In order for enterprises to investigate advanced attacks, it is crucial to understand the activities of hosts at a fine-grained level. Recent approaches based on ubiquitous system monitoring have emerged as an important solution for monitoring system activities and performing attack investigation. However, in order to build a fully operational query system to support security analysts in attack investigations, two challenges must be addressed:

Attack behavior specification: The system needs to provide a query language with specialized constructs for expressing various types of attack behaviors, including (1) multi-step attacks such as APT, (2) dependency tracking of attacks such as backward tracking and forward tracking, and (3) abnormal system behaviors such as network access spikes.
Big-data analytics: System monitoring produces a huge amount of daily logs (~50GB per day for 100 hosts), and investigation of advanced attacks typically requires enterprises to keep at least 0.5~1 year worth data. This big data challenge requires the system to have efficient data storage design as well as efficient query execution scheduling.

To support timely attack investigations, the query systems/tools should be (1) concise to use, (2) expressive in describing a wide variety of attack behaviors, and (3) efficient to retrieve the desired provenance from the massive monitoring data.

Limitations in existing query systems

Unfortunately, existing query systems do not address both of these inherent challenges in attack investigation.

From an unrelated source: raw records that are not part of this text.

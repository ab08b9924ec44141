//! Control manager
//!
//! Entry point for driving a Flutter app on a device. Every operation
//! rediscovers the VM Service endpoint and connects a fresh client: the app
//! may have restarted on a new port since the last call.

use fprobe_core::prelude::*;
use fprobe_core::{ControlHandle, DiagnosticsNode, SocketAddress, WindowTarget};
use fprobe_device::{
    discover_endpoint, window_process, ActivityProvider, DiscoveryOptions, LogSource,
    PortForwarder, WindowProvider,
};

use crate::driver::{DriverClient, DriverConnector};
use crate::locator::Locator;
use crate::view::{FlutterView, ViewKind};

/// Flutter control access for one device.
///
/// `D` is the device (log source and port forwarder, plus window and activity
/// lists for [`ControlManager::window_process`]). `C` builds driver clients.
pub struct ControlManager<D, C> {
    device: D,
    connector: C,
    discovery: DiscoveryOptions,
}

impl<D, C> ControlManager<D, C>
where
    D: LogSource + PortForwarder,
    C: DriverConnector,
{
    pub fn new(device: D, connector: C) -> Self {
        Self {
            device,
            connector,
            discovery: DiscoveryOptions::default(),
        }
    }

    pub fn with_discovery_options(mut self, discovery: DiscoveryOptions) -> Self {
        self.discovery = discovery;
        self
    }

    pub fn device(&self) -> &D {
        &self.device
    }

    pub fn connector(&self) -> &C {
        &self.connector
    }

    pub fn discovery_options(&self) -> DiscoveryOptions {
        self.discovery
    }

    /// Discover the VM Service address, forwarding its port.
    ///
    /// Not cached; every call polls the device log again.
    pub async fn socket_address(&self) -> Result<SocketAddress> {
        discover_endpoint(&self.device, &self.device, self.discovery).await
    }

    /// Discover the endpoint and connect a new driver client to it.
    pub async fn driver(&self) -> Result<C::Client> {
        let address = self.socket_address().await?;
        self.connector.connect(&address).await
    }

    /// The app's widget tree, with references scoped to `group_name`.
    pub async fn control_tree(&self, group_name: &str) -> Result<DiagnosticsNode> {
        let driver = self.driver().await?;
        driver.get_control_tree(group_name).await
    }

    /// The single control matching `locator`.
    ///
    /// # Errors
    ///
    /// - [`Error::InvalidLocator`] if `locator` does not parse.
    /// - [`Error::ControlNotFound`] if nothing matches.
    /// - [`Error::AmbiguousControl`] if more than one control matches.
    pub async fn find_control(&self, locator: &str) -> Result<ControlHandle> {
        let locator: Locator = locator.parse()?;
        let driver = self.driver().await?;
        let mut controls = driver.find_controls(&locator).await?;

        match controls.len() {
            0 => Err(Error::control_not_found(locator.to_string())),
            1 => Ok(controls.remove(0)),
            count => Err(Error::ambiguous_control(locator.to_string(), count)),
        }
    }

    /// A [`FlutterView`] over a freshly connected driver.
    pub async fn flutter_view(&self) -> Result<FlutterView<C::Client>> {
        let driver = self.driver().await?;
        Ok(FlutterView::new(driver).await)
    }

    /// Kind of control hosted by the window titled `window_title`.
    ///
    /// Always fails with [`Error::NotImplemented`].
    pub async fn control_type(&self, window_title: &str) -> Result<ViewKind> {
        Err(Error::not_implemented(format!(
            "control type of window '{window_title}'"
        )))
    }
}

impl<D, C> ControlManager<D, C>
where
    D: LogSource + PortForwarder + WindowProvider + ActivityProvider,
    C: DriverConnector,
{
    /// Process owning the window `target`; `None` if no activity hosts it.
    pub async fn window_process(
        &self,
        target: impl Into<WindowTarget>,
    ) -> Result<Option<String>> {
        window_process(&self.device, &self.device, &target.into()).await
    }
}
//! # Control Tree Domain Types
//!
//! Flutter's diagnostic/widget tree as returned by the VM Service inspector
//! extensions (e.g. `ext.flutter.inspector.getRootWidgetTree`), plus the
//! [`ControlHandle`] a query hands back for a single matched node.
//!
//! ## Key Types
//!
//! - [`DiagnosticsNode`] - A node in Flutter's diagnostic tree
//! - [`CreationLocation`] - Source location where a widget was instantiated
//! - [`ControlHandle`] - Opaque reference to one control found by a query

use serde::{Deserialize, Serialize};

// ============================================================================
// DiagnosticsNode
// ============================================================================

/// A node in Flutter's diagnostic tree.
///
/// The JSON fields use camelCase (Flutter convention); serde handles mapping to
/// Rust's snake_case fields via `#[serde(rename_all = "camelCase")]`.
#[derive(Debug, Clone, Serialize, Deserialize)]
#[serde(rename_all = "camelCase")]
pub struct DiagnosticsNode {
    /// Widget/object description (e.g., "Container", "Text('Hello')")
    pub description: String,

    /// Runtime type as string
    #[serde(rename = "type")]
    pub node_type: Option<String>,

    /// Property name (for property nodes)
    pub name: Option<String>,

    /// Diagnostic level: "info", "debug", "warning", "error", "hidden", "off"
    pub level: Option<String>,

    /// Whether this node has children
    #[serde(default)]
    pub has_children: bool,

    /// VM Service object ID for this node's value, used as `arg` in subsequent calls
    pub value_id: Option<String>,

    /// VM Service object ID for the DiagnosticsNode itself
    pub object_id: Option<String>,

    /// Source code location where the widget was created
    pub creation_location: Option<CreationLocation>,

    /// Whether this widget was created by user's project code (vs framework)
    #[serde(default)]
    pub created_by_local_project: bool,

    /// Child nodes (populated when subtreeDepth > 0)
    #[serde(default)]
    pub children: Vec<DiagnosticsNode>,
}

impl DiagnosticsNode {
    /// Whether this node should be shown in a summary view.
    ///
    /// Filters out nodes with `hidden` or `off` diagnostic levels.
    pub fn is_visible(&self) -> bool {
        !matches!(self.level.as_deref(), Some("hidden") | Some("off"))
    }

    /// Visit every node of this subtree depth-first, parents before children.
    pub fn walk<'a>(&'a self, visit: &mut impl FnMut(&'a DiagnosticsNode)) {
        visit(self);
        for child in &self.children {
            child.walk(visit);
        }
    }

    /// Count total nodes in this subtree (including self).
    pub fn node_count(&self) -> usize {
        let mut count = 0;
        self.walk(&mut |_| count += 1);
        count
    }

    /// Build a handle referring to this node.
    pub fn to_handle(&self) -> ControlHandle {
        ControlHandle {
            value_id: self.value_id.clone(),
            object_id: self.object_id.clone(),
            description: self.description.clone(),
            widget_type: self.widget_type().to_string(),
        }
    }

    /// The widget's class name.
    ///
    /// Falls back to the description up to the first `(` or `-` when the
    /// inspector omitted the runtime type (summary trees do this).
    pub fn widget_type(&self) -> &str {
        if let Some(ref t) = self.node_type {
            if !t.is_empty() && t != "_ElementDiagnosticableTreeNode" {
                return t;
            }
        }
        self.description
            .split(|c: char| c == '(' || c == '-')
            .next()
            .unwrap_or_default()
            .trim()
    }
}

// ============================================================================
// CreationLocation
// ============================================================================

/// Source location where a Flutter widget was instantiated.
#[derive(Debug, Clone, Serialize, Deserialize)]
pub struct CreationLocation {
    /// File URI (e.g., "file:///path/to/main.dart")
    pub file: String,

    /// Line number (1-based)
    pub line: u32,

    /// Column number (1-based)
    pub column: u32,
}

// ============================================================================
// ControlHandle
// ============================================================================

/// Reference to a single control returned by a query.
///
/// Valid only while the inspector object group it was fetched under is alive;
/// never persisted.
#[derive(Debug, Clone, PartialEq, Eq, Serialize)]
#[serde(rename_all = "camelCase")]
pub struct ControlHandle {
    pub value_id: Option<String>,
    pub object_id: Option<String>,
    pub description: String,
    pub widget_type: String,
}

#[cfg(test)]
mod tests {
    use super::*;

    fn node(
        description: &str,
        node_type: Option<&str>,
        children: Vec<DiagnosticsNode>,
    ) -> DiagnosticsNode {
        DiagnosticsNode {
            description: description.to_string(),
            node_type: node_type.map(str::to_string),
            name: None,
            level: None,
            has_children: !children.is_empty(),
            value_id: Some(format!("inspector-{description}")),
            object_id: None,
            creation_location: None,
            created_by_local_project: false,
            children,
        }
    }

    #[test]
    fn test_parse_inspector_json() {
        let json = r#"{
            "description": "MaterialApp",
            "type": "_ElementDiagnosticableTreeNode",
            "hasChildren": true,
            "valueId": "inspector-0",
            "createdByLocalProject": true,
            "creationLocation": {"file": "file:///app/lib/main.dart", "line": 10, "column": 12},
            "children": [
                {"description": "Text(\"Hello\")", "valueId": "inspector-1"}
            ]
        }"#;
        let root: DiagnosticsNode = serde_json::from_str(json).unwrap();
        assert_eq!(root.children.len(), 1);
        assert!(root.created_by_local_project);
        assert_eq!(root.widget_type(), "MaterialApp");
        assert_eq!(root.children[0].widget_type(), "Text");
    }

    #[test]
    fn test_walk_is_depth_first() {
        let tree = node(
            "A",
            None,
            vec![node("B", None, vec![node("C", None, vec![])]), node("D", None, vec![])],
        );
        let mut seen = Vec::new();
        tree.walk(&mut |n| seen.push(n.description.clone()));
        assert_eq!(seen, vec!["A", "B", "C", "D"]);
        assert_eq!(tree.node_count(), 4);
    }

    #[test]
    fn test_is_visible() {
        let mut n = node("A", None, vec![]);
        assert!(n.is_visible());
        n.level = Some("hidden".to_string());
        assert!(!n.is_visible());
    }

    #[test]
    fn test_to_handle() {
        let handle = node("Padding-[<'pad'>]", Some("Padding"), vec![]).to_handle();
        assert_eq!(handle.widget_type, "Padding");
        assert_eq!(handle.value_id.as_deref(), Some("inspector-Padding-[<'pad'>]"));
    }
}
//! # fprobe-driver - Flutter App Control
//!
//! Talks to a running Flutter app through the Dart VM Service and ties it to
//! device-side discovery.
//!
//! Depends on [`fprobe_core`] for domain types and [`fprobe_device`] for
//! endpoint discovery and window resolution.
//!
//! ## Public API
//!
//! ### Control Manager
//! - [`ControlManager`] - Discover, connect and query in one call
//!
//! ### Driver
//! - [`DriverClient`], [`DriverConnector`] - Seam between the manager and the wire
//! - [`VmServiceDriver`], [`VmServiceConnector`] - VM Service implementations
//! - [`Locator`] - `Field=Value && Field~=Value` control queries
//!
//! ### Views
//! - [`is_flutter_view()`] - Does a native control tree contain a Flutter root view
//! - [`FlutterView`], [`ViewKind`] - View handle and its kind

pub mod driver;
pub mod locator;
pub mod manager;
#[cfg(any(test, feature = "test-helpers"))]
pub mod test_utils;
pub mod view;
pub mod vm_service;

pub use driver::{
    DriverClient, DriverConnector, LocalDriverClient, LocalDriverConnector, VmServiceConnector,
    VmServiceDriver, QUERY_OBJECT_GROUP,
};
pub use locator::{Locator, LocatorField, MatchOp, Predicate};
pub use manager::ControlManager;
pub use view::{classify, is_flutter_view, FlutterView, ViewKind, FLUTTER_VIEW_MARKER};
pub use vm_service::VmServiceClient;
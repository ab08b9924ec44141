//! Async WebSocket client for the Dart VM Service.
//!
//! The [`VmServiceClient`] connects to the Dart VM Service over WebSocket, sends
//! JSON-RPC 2.0 requests and routes responses back to callers via oneshot
//! channels.
//!
//! ## Architecture
//!
//! ```text
//! ┌──────────────────────────────────────────────────────────┐
//! │                     VmServiceClient                       │
//! │                                                           │
//! │  ┌──────────────┐        ┌───────────────────────────┐   │
//! │  │   Public API │        │   Background Task          │   │
//! │  │              │        │                            │   │
//! │  │  request() ──┼──cmd──▶│  WebSocket read/write loop │   │
//! │  │              │  chan  │  response → tracker        │   │
//! │  └──────────────┘        └───────────────────────────┘   │
//! └──────────────────────────────────────────────────────────┘
//! ```
//!
//! A client serves one connection. When the socket closes, pending and later
//! requests fail with [`Error::ChannelClosed`]; there is no reconnection.

use std::collections::HashMap;
use std::time::Duration;

use futures_util::stream::SplitSink;
use futures_util::{SinkExt, StreamExt};
use tokio::sync::{mpsc, oneshot};
use tokio_tungstenite::connect_async;
use tokio_tungstenite::tungstenite::protocol::Message as WsMessage;
use tokio_tungstenite::{MaybeTlsStream, WebSocketStream};

use fprobe_core::prelude::*;
use fprobe_core::SocketAddress;

use super::inspector::build_extension_params;
use super::protocol::{
    parse_vm_message, VmInfo, VmRequestTracker, VmServiceError, VmServiceMessage,
    VmServiceRequest, VmServiceResponse,
};

/// Capacity of the command channel between the public API and the background task.
const CMD_CHANNEL_CAPACITY: usize = 32;

/// How long a single request may wait for its response.
pub const REQUEST_TIMEOUT: Duration = Duration::from_secs(30);

// ---------------------------------------------------------------------------
// Internal command type
// ---------------------------------------------------------------------------

enum ClientCommand {
    /// Send a JSON-RPC request and deliver the response to `response_tx`.
    SendRequest {
        method: String,
        params: Option<serde_json::Value>,
        response_tx: oneshot::Sender<Result<serde_json::Value>>,
    },
}

type WsStream = WebSocketStream<MaybeTlsStream<tokio::net::TcpStream>>;

// ---------------------------------------------------------------------------
// VmServiceClient
// ---------------------------------------------------------------------------

/// Async WebSocket client for the Dart VM Service.
///
/// The client spawns a background Tokio task that owns the WebSocket
/// connection. The task exits when the client is dropped (the command channel
/// closes) or when the socket closes.
pub struct VmServiceClient {
    address: String,
    cmd_tx: mpsc::Sender<ClientCommand>,
}

impl VmServiceClient {
    /// Connect to the VM Service at `address`.
    ///
    /// # Errors
    ///
    /// [`Error::Connection`] if the WebSocket handshake fails.
    pub async fn connect(address: &SocketAddress) -> Result<Self> {
        let uri = address.to_uri();
        info!("Connecting to VM Service at {}", uri);

        let (ws_stream, _response) = connect_async(uri.as_str())
            .await
            .map_err(|err| Error::connection(uri.clone(), err.to_string()))?;

        let (cmd_tx, cmd_rx) = mpsc::channel::<ClientCommand>(CMD_CHANNEL_CAPACITY);
        tokio::spawn(run_io_loop(ws_stream, cmd_rx));

        Ok(Self {
            address: uri,
            cmd_tx,
        })
    }

    /// The WebSocket URI this client is connected to.
    pub fn address(&self) -> &str {
        &self.address
    }

    /// Send a JSON-RPC request and wait for the response.
    ///
    /// # Errors
    ///
    /// - [`Error::ChannelClosed`] if the connection is gone.
    /// - [`Error::Protocol`] if the VM Service returned a JSON-RPC error.
    /// - [`Error::VmService`] if the response had no `result` or timed out.
    pub async fn request(
        &self,
        method: &str,
        params: Option<serde_json::Value>,
    ) -> Result<serde_json::Value> {
        let (response_tx, response_rx) = oneshot::channel();
        self.cmd_tx
            .send(ClientCommand::SendRequest {
                method: method.to_string(),
                params,
                response_tx,
            })
            .await
            .map_err(|_| Error::ChannelClosed)?;

        match tokio::time::timeout(REQUEST_TIMEOUT, response_rx).await {
            Ok(Ok(result)) => result,
            Ok(Err(_)) => Err(Error::ChannelClosed),
            Err(_) => Err(Error::vm_service(format!(
                "{method} timed out after {REQUEST_TIMEOUT:?}"
            ))),
        }
    }

    /// Call `getVM` to list the running isolates.
    pub async fn get_vm(&self) -> Result<VmInfo> {
        let result = self.request("getVM", None).await?;
        serde_json::from_value(result)
            .map_err(|e| Error::vm_service(format!("parse getVM response: {e}")))
    }

    /// ID of the main Flutter UI isolate.
    ///
    /// # Errors
    ///
    /// [`Error::VmService`] if the VM has no non-system isolate.
    pub async fn main_isolate_id(&self) -> Result<String> {
        let vm = self.get_vm().await?;
        vm.main_isolate()
            .map(|iso| iso.id.clone())
            .ok_or_else(|| Error::vm_service("no non-system isolate found"))
    }

    /// Call a Flutter service extension method on `isolate_id`.
    ///
    /// # Errors
    ///
    /// [`Error::Protocol`] when the extension is not registered (code `-32601`
    /// or `113`), plus anything [`VmServiceClient::request`] returns.
    pub async fn call_extension(
        &self,
        method: &str,
        isolate_id: &str,
        args: Option<HashMap<String, String>>,
    ) -> Result<serde_json::Value> {
        let params = build_extension_params(isolate_id, args);
        self.request(method, Some(params)).await
    }
}

// ---------------------------------------------------------------------------
// Background task
// ---------------------------------------------------------------------------

/// Read/write select loop for one connection.
async fn run_io_loop(ws_stream: WsStream, mut cmd_rx: mpsc::Receiver<ClientCommand>) {
    let (mut ws_sink, mut ws_stream) = ws_stream.split();
    let mut tracker = VmRequestTracker::new();

    loop {
        tokio::select! {
            frame = ws_stream.next() => {
                match frame {
                    Some(Ok(WsMessage::Text(text))) => {
                        handle_ws_text(text.as_str(), &mut tracker);
                    }
                    Some(Ok(WsMessage::Close(_))) => {
                        debug!("VM Service: received Close frame");
                        break;
                    }
                    Some(Ok(_)) => {
                        // Ping/Pong/Binary
                    }
                    Some(Err(err)) => {
                        warn!("VM Service: WebSocket read error: {}", err);
                        break;
                    }
                    None => {
                        debug!("VM Service: WebSocket stream ended");
                        break;
                    }
                }
            }

            cmd = cmd_rx.recv() => {
                match cmd {
                    Some(ClientCommand::SendRequest { method, params, response_tx }) => {
                        handle_send_request(&method, params, response_tx, &mut tracker, &mut ws_sink)
                            .await;
                    }
                    None => {
                        send_close(&mut ws_sink).await;
                        break;
                    }
                }
            }
        }
    }

    if tracker.pending_count() > 0 {
        debug!(
            "VM Service: dropping {} pending request(s)",
            tracker.pending_count()
        );
    }
    debug!("VM Service background task exiting");
}

/// Route an incoming WebSocket text frame to the tracker.
fn handle_ws_text(text: &str, tracker: &mut VmRequestTracker) {
    match parse_vm_message(text) {
        VmServiceMessage::Response(mut response) => {
            if let Some(id) = response.id.take() {
                if !tracker.complete(&id, response) {
                    debug!("VM Service: response for unknown request id {}", id);
                }
            }
        }
        VmServiceMessage::Notification(method) => {
            trace!("VM Service: ignoring notification {}", method);
        }
        VmServiceMessage::Unknown(raw) => {
            debug!(
                "VM Service: ignoring unknown message: {}",
                raw.chars().take(120).collect::<String>()
            );
        }
    }
}

/// Register a pending request, serialize it and write it to the sink.
///
/// Delivers an error to `response_tx` if serialization or the write fails.
async fn handle_send_request(
    method: &str,
    params: Option<serde_json::Value>,
    response_tx: oneshot::Sender<Result<serde_json::Value>>,
    tracker: &mut VmRequestTracker,
    ws_sink: &mut SplitSink<WsStream, WsMessage>,
) {
    // Register before writing so a fast response finds its slot.
    let (id, response_rx) = tracker.register();
    let request = VmServiceRequest::new(id, method, params);

    let json = match serde_json::to_string(&request) {
        Ok(j) => j,
        Err(err) => {
            let e = Error::protocol(format!("Failed to serialize VM Service request: {err}"));
            let _ = response_tx.send(Err(e));
            return;
        }
    };

    if let Err(err) = ws_sink.send(WsMessage::Text(json.into())).await {
        let e = Error::vm_service(format!("Failed to send VM Service request: {err}"));
        let _ = response_tx.send(Err(e));
        return;
    }

    tokio::spawn(async move {
        let result = match response_rx.await {
            Ok(response) => vm_response_to_result(response),
            // The tracker was dropped with the connection.
            Err(_) => Err(Error::ChannelClosed),
        };
        let _ = response_tx.send(result);
    });
}

fn vm_response_to_result(response: VmServiceResponse) -> Result<serde_json::Value> {
    if let Some(error) = response.error {
        Err(vm_error_to_error(error))
    } else if let Some(result) = response.result {
        Ok(result)
    } else {
        Err(Error::vm_service(
            "VM Service response contained neither result nor error",
        ))
    }
}

fn vm_error_to_error(err: VmServiceError) -> Error {
    Error::protocol(format!("VM Service error {}: {}", err.code, err.message))
}

async fn send_close(ws_sink: &mut SplitSink<WsStream, WsMessage>) {
    let _ = ws_sink.send(WsMessage::Close(None)).await;
    let _ = ws_sink.close().await;
}
//! Commands run against a scripted stand-in for `adb`
//!
//! Kept to a single test so no other test in this binary forks while the
//! script is being written.

#![cfg(unix)]

use std::os::unix::fs::PermissionsExt;
use std::path::{Path, PathBuf};

use clap::Parser;
use tempfile::tempdir;

use flutter_probe::{execute, Cli, ProbeOutput};
use fprobe_core::Error;

fn fixture(name: &str) -> PathBuf {
    PathBuf::from(env!("CARGO_MANIFEST_DIR"))
        .join("tests/fixtures/device")
        .join(name)
}

/// Write an executable script answering the adb calls fprobe makes from the
/// device fixtures, appending every invocation to `calls`.
fn write_fake_adb(dir: &Path, calls: &Path) -> PathBuf {
    let script = format!(
        r#"#!/bin/sh
echo "$@" >> "{calls}"
case "$*" in
  *"logcat -d"*) cat "{logcat}" ;;
  *"dumpsys window windows"*) cat "{windows}" ;;
  *"dumpsys activity activities"*) cat "{activities}" ;;
esac
exit 0
"#,
        calls = calls.display(),
        logcat = fixture("logcat_relaunch.txt").display(),
        windows = fixture("dumpsys_windows.txt").display(),
        activities = fixture("dumpsys_activities.txt").display(),
    );

    let path = dir.join("adb");
    std::fs::write(&path, script).unwrap();
    std::fs::set_permissions(&path, std::fs::Permissions::from_mode(0o755)).unwrap();
    path
}

fn cli(config_dir: &Path, adb: &Path, args: &[&str]) -> Cli {
    let mut argv = vec![
        "fprobe".to_string(),
        "--config-dir".to_string(),
        config_dir.display().to_string(),
        "--adb".to_string(),
        adb.display().to_string(),
        "--serial".to_string(),
        "emulator-5554".to_string(),
        "--timeout".to_string(),
        "5".to_string(),
        "--interval".to_string(),
        "10".to_string(),
    ];
    argv.extend(args.iter().map(|a| a.to_string()));
    Cli::try_parse_from(argv).unwrap()
}

#[tokio::test]
async fn test_commands_against_fake_adb() {
    let temp = tempdir().unwrap();
    let calls = temp.path().join("calls.log");
    let adb = write_fake_adb(temp.path(), &calls);

    // Discovery picks the announcement of the latest launch and forwards it
    match execute(cli(temp.path(), &adb, &["discover"])).await.unwrap() {
        ProbeOutput::Endpoint { address, port, .. } => {
            assert_eq!(address, "ws://127.0.0.1:41233/Qm9ZRk2pS1A=/ws");
            assert_eq!(port, 41233);
        }
        other => panic!("unexpected output: {other:?}"),
    }

    let log = std::fs::read_to_string(&calls).unwrap();
    let invocations: Vec<&str> = log.lines().collect();
    assert_eq!(
        invocations,
        vec![
            "-s emulator-5554 logcat -d",
            "-s emulator-5554 forward tcp:41233 tcp:41233",
        ]
    );

    // A popup resolves to the process of the activity it is attached to
    match execute(cli(temp.path(), &adb, &["window-process", "e5f6a7b"]))
        .await
        .unwrap()
    {
        ProbeOutput::WindowProcess { process, .. } => {
            assert_eq!(process.as_deref(), Some("com.example.shop"));
        }
        other => panic!("unexpected output: {other:?}"),
    }

    // System windows have no owning activity
    match execute(cli(temp.path(), &adb, &["window-process", "InputMethod"]))
        .await
        .unwrap()
    {
        ProbeOutput::WindowProcess { process, .. } => assert_eq!(process, None),
        other => panic!("unexpected output: {other:?}"),
    }

    let result = execute(cli(temp.path(), &adb, &["window-process", "0000000"])).await;
    assert!(matches!(result, Err(Error::WindowNotFound { .. })));
}
//! Native (Android view system) control tree types
//!
//! The Android side of a UI-automation session reports its view hierarchy as a
//! map keyed by window, where each value is a positional `[title, root]` pair:
//!
//! ```json
//! {
//!   "a1b2c3d": ["com.example.MainActivity", {"type": "android.widget.FrameLayout", "children": []}]
//! }
//! ```

use std::collections::BTreeMap;

use serde::{Deserialize, Serialize};

/// Native controls of every window, keyed by window hashcode.
pub type NativeControlTree = BTreeMap<String, NativeControlEntry>;

/// `[window title, root control]` for one window.
#[derive(Debug, Clone, PartialEq, Eq, Serialize, Deserialize)]
pub struct NativeControlEntry(pub String, pub NativeControl);

impl NativeControlEntry {
    pub fn root(&self) -> &NativeControl {
        &self.1
    }
}

/// A native view and its children.
#[derive(Debug, Clone, PartialEq, Eq, Serialize, Deserialize)]
pub struct NativeControl {
    /// Fully qualified view class, e.g. `io.flutter.embedding.android.FlutterView`
    #[serde(rename = "type")]
    pub type_name: String,

    #[serde(default)]
    pub children: Vec<NativeControl>,
}

impl NativeControl {
    pub fn new(type_name: impl Into<String>) -> Self {
        Self {
            type_name: type_name.into(),
            children: Vec::new(),
        }
    }

    pub fn with_children(mut self, children: Vec<NativeControl>) -> Self {
        self.children = children;
        self
    }

    /// Append the type of this control and all descendants to `out`.
    pub fn collect_types<'a>(&'a self, out: &mut Vec<&'a str>) {
        out.push(&self.type_name);
        for child in &self.children {
            child.collect_types(out);
        }
    }
}
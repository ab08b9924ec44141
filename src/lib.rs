//! flutter-probe Library
//!
//! Settings, command-line parsing and command dispatch for the `fprobe`
//! binary. The device and driver logic lives in the `fprobe-*` crates.

pub mod cli;
pub mod commands;
pub mod config;
pub mod output;

// Re-export main entry points
pub use cli::Cli;
pub use commands::{execute, run};
pub use output::ProbeOutput;
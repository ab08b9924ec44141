//! Command dispatch

use std::path::{Path, PathBuf};

use fprobe_core::prelude::*;
use fprobe_core::{NativeControlTree, WindowTarget};
use fprobe_device::{discover_endpoint, window_process, Adb};
use fprobe_driver::{is_flutter_view, ControlManager, VmServiceConnector};

use crate::cli::{Cli, Command};
use crate::config::{load_settings, Settings};
use crate::output::ProbeOutput;

/// Run `cli` and print its output.
pub async fn run(cli: Cli) -> Result<()> {
    execute(cli).await?.emit()
}

/// Run `cli` and return its output without printing it.
pub async fn execute(cli: Cli) -> Result<ProbeOutput> {
    let settings = resolve_settings(&cli)?;
    debug!("Running {:?} with {:?}", cli.command, settings);

    match cli.command {
        Command::Discover => {
            let adb = settings.adb();
            let address = discover_endpoint(&adb, &adb, settings.discovery_options()).await?;
            Ok(ProbeOutput::endpoint(&address))
        }
        Command::WindowProcess { identifier } => {
            let adb = settings.adb();
            let process = window_process(&adb, &adb, &WindowTarget::from(identifier.as_str())).await?;
            Ok(ProbeOutput::window_process(identifier, process))
        }
        Command::Tree { group } => {
            let tree = manager(&settings).control_tree(&group).await?;
            info!("Fetched widget tree with {} nodes", tree.node_count());
            Ok(ProbeOutput::control_tree(group, tree))
        }
        Command::Find { locator } => {
            let control = manager(&settings).find_control(&locator).await?;
            Ok(ProbeOutput::control(locator, control))
        }
        Command::IsFlutterView { file } => {
            let tree = read_native_tree(&file)?;
            Ok(ProbeOutput::flutter_view(file, is_flutter_view(&tree)))
        }
    }
}

/// Advice attached to a failed command's report.
///
/// Recoverable errors come from an app that is still starting or was just
/// restarted; fatal ones need a different setup or arguments first.
pub fn retry_hint(error: &Error) -> Option<&'static str> {
    if error.is_recoverable() {
        Some("The app may still be starting or was restarted; run the command again")
    } else if error.is_fatal() {
        Some("Running the command again will not help until the setup or arguments change")
    } else {
        None
    }
}

fn resolve_settings(cli: &Cli) -> Result<Settings> {
    let base = match &cli.global.config_dir {
        Some(dir) => dir.clone(),
        None => std::env::current_dir().unwrap_or_else(|_| PathBuf::from(".")),
    };

    let mut settings = load_settings(&base);
    settings.apply_args(&cli.global);
    settings.validate()?;
    Ok(settings)
}

fn manager(settings: &Settings) -> ControlManager<Adb, VmServiceConnector> {
    ControlManager::new(settings.adb(), VmServiceConnector)
        .with_discovery_options(settings.discovery_options())
}

/// Load a native control tree dumped as JSON.
fn read_native_tree(path: &Path) -> Result<NativeControlTree> {
    let content = std::fs::read_to_string(path)
        .with_context(|| format!("Failed to read {}", path.display()))?;
    let tree: NativeControlTree = serde_json::from_str(&content)
        .with_context(|| format!("Failed to parse {}", path.display()))?;
    Ok(tree)
}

Limited expressiveness: Relational databases based on SQL, graph databases such as Neo4j, and NoSQL databases such as MongoDB, Splunk and ElasticSearch lack explicit constructs for high-level system concepts (e.g., system entities such as files and processes, system events, event attribute relationships and temporal relationships, event depenency paths, sliding time windows, history state accesses), and therefore the queries constructed using these tools often involve large number of low-level joins of constraints. This makes the queries very verbose, which are cumbersome to write and inefficient to execute. The performance tuning process is tedious and time-consuming, distracting security analysts from effective attack investigations.
Semantics-agnostic design: System monitoring data is generated with a timestamp on a specific host in the enterprise, exhibiting strong temporal and spatial properties. However, existing general database query systems do not provide semantics-based optimizations that exploit the domain-specific properties of the system monitoring data, missing opportunities to optimize the system.